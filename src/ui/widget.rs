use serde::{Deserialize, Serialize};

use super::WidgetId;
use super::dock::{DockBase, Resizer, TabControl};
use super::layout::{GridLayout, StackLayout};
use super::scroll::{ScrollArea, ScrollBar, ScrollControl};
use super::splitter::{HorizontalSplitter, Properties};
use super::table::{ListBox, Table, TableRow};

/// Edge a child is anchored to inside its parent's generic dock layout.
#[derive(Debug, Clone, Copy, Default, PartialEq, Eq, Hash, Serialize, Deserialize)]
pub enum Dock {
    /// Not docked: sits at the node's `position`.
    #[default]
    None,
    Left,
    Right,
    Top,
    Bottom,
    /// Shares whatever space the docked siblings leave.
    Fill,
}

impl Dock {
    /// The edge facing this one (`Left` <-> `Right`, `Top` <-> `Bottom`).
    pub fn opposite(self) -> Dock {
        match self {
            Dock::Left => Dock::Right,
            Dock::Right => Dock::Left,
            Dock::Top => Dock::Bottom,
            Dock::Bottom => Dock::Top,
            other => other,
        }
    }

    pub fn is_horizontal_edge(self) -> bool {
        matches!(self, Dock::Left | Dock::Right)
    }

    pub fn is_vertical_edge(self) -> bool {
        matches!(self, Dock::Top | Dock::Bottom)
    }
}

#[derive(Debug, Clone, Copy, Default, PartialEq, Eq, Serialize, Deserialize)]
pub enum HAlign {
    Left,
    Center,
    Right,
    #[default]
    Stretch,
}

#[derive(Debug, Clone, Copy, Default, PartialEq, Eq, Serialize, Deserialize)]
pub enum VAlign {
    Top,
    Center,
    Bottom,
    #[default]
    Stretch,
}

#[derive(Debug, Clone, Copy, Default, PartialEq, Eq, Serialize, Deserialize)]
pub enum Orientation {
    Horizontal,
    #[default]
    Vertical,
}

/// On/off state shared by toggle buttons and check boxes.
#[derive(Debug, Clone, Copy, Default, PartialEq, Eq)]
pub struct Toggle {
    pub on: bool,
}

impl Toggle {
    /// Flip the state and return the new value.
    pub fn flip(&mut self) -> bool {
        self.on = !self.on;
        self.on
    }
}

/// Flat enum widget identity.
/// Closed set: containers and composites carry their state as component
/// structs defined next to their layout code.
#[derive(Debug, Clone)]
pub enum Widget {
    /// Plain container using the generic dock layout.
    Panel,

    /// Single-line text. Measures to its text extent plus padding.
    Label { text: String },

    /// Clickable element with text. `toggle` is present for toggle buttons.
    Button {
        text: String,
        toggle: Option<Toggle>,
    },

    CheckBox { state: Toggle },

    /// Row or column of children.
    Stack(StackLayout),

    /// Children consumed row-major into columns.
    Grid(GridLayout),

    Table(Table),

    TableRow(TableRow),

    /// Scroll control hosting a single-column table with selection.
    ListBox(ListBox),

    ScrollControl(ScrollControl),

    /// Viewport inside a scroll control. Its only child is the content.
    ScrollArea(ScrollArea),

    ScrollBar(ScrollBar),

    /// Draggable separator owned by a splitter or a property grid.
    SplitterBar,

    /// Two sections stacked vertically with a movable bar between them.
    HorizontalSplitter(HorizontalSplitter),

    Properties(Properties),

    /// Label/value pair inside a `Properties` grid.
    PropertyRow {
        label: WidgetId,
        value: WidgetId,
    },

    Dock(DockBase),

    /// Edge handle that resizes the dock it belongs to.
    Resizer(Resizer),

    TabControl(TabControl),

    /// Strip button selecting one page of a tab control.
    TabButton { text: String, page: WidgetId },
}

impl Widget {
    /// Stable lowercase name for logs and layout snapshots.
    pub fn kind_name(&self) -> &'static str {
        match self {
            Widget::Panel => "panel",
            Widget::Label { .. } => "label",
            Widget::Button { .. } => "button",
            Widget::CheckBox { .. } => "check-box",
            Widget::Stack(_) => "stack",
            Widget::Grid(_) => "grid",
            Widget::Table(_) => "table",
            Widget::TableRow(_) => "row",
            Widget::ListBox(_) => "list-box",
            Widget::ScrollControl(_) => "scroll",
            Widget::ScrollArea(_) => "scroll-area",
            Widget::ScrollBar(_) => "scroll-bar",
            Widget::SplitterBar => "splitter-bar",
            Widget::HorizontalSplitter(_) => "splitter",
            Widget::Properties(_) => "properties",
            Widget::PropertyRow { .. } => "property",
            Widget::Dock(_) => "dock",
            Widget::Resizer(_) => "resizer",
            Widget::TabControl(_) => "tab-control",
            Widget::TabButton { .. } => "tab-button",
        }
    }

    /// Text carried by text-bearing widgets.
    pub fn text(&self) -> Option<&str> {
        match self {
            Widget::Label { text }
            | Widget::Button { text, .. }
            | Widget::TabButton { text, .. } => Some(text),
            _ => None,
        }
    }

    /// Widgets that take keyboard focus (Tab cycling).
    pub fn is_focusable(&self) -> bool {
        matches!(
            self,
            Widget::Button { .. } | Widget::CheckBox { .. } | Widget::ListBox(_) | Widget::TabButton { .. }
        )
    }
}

## [REQUIREMENT]
All lines in the records above with "that" need to be found and copied.

## [SOLUTION TO THE EXERCISE]
    /// Edge handle that resizes the dock it belongs to.
    /// Widgets that take keyboard focus (Tab cycling).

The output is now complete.